**Prompt**
Show every line below where "pairs" appears.

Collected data
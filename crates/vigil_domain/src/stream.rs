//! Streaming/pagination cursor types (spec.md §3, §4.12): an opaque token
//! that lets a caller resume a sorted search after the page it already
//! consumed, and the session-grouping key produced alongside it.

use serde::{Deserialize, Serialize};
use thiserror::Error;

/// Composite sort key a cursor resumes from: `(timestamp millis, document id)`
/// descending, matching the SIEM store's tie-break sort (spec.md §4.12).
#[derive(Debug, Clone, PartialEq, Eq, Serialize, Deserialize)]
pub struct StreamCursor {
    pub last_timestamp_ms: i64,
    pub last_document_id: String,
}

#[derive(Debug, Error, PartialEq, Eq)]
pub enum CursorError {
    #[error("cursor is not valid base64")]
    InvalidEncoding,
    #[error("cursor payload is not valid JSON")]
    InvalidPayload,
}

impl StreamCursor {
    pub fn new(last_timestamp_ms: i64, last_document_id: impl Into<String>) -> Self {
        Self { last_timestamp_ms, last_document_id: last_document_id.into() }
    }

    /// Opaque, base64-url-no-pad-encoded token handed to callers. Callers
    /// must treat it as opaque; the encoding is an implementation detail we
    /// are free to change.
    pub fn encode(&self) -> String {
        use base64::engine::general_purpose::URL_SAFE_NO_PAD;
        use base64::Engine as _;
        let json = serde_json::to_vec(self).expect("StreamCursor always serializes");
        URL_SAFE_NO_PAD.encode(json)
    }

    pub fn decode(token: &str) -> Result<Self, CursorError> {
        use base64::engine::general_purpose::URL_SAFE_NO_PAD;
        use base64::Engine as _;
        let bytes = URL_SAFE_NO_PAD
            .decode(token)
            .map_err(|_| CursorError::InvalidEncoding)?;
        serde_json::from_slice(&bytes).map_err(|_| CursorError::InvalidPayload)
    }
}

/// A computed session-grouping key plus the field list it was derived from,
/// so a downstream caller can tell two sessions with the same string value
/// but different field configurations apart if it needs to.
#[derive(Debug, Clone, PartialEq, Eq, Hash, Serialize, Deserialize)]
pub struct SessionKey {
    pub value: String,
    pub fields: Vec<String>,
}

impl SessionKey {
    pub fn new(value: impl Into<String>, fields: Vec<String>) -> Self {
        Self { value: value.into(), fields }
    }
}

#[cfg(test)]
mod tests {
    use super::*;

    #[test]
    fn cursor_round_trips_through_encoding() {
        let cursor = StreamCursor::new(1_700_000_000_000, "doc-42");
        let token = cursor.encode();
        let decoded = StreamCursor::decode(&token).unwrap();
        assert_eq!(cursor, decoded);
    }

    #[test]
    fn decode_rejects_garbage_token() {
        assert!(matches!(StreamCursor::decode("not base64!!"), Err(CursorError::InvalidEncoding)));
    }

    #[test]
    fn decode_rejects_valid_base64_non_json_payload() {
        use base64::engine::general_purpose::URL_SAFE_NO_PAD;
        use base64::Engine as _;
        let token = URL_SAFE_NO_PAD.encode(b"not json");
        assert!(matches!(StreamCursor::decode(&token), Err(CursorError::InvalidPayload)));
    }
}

==

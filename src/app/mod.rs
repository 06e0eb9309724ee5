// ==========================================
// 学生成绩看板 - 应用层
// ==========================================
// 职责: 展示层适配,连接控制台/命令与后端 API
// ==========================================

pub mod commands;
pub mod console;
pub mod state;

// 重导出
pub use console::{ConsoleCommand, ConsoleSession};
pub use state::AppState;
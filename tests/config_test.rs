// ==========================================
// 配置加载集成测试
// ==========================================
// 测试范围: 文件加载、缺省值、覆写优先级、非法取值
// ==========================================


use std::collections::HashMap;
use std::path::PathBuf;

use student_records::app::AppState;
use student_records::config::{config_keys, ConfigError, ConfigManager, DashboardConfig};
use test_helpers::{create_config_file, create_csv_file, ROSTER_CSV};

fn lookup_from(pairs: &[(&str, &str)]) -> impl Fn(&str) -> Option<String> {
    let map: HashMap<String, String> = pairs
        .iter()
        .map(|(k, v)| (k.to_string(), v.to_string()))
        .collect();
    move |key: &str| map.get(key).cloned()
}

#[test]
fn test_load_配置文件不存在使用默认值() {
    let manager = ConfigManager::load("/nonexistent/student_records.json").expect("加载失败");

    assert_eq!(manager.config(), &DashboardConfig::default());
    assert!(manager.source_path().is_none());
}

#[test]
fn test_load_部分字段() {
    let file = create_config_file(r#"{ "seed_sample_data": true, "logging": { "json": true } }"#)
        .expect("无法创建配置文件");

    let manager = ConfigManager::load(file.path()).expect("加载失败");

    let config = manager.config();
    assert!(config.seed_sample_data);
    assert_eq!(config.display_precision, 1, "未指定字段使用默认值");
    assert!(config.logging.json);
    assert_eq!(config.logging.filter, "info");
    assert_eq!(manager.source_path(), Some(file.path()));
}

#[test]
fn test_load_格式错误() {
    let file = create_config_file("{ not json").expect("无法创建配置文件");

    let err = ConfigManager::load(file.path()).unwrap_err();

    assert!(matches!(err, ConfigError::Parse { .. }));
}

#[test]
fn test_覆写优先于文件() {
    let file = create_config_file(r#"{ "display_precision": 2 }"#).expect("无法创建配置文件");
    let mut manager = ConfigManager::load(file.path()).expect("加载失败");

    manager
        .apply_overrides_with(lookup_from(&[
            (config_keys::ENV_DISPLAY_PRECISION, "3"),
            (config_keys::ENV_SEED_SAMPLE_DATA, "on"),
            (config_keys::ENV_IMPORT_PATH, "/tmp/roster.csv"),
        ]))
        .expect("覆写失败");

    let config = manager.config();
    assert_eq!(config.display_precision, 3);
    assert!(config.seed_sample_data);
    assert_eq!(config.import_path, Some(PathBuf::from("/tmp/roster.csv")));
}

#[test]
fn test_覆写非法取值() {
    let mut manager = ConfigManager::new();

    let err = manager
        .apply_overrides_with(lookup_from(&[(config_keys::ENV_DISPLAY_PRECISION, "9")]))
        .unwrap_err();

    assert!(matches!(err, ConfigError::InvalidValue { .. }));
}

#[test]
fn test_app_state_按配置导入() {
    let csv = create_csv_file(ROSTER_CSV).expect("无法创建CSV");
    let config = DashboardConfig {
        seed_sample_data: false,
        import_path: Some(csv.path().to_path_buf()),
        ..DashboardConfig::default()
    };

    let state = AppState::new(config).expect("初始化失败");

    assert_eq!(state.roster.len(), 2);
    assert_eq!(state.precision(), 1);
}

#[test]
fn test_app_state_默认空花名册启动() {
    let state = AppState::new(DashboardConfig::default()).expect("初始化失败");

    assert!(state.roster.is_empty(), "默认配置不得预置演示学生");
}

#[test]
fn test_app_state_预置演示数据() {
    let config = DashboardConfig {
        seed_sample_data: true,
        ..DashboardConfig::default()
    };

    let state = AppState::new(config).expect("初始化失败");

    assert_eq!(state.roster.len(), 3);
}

**Answer below**
fn lookup_from(pairs: &[(&str, &str)]) -> impl Fn(&str) -> Option<String> {
    let map: HashMap<String, String> = pairs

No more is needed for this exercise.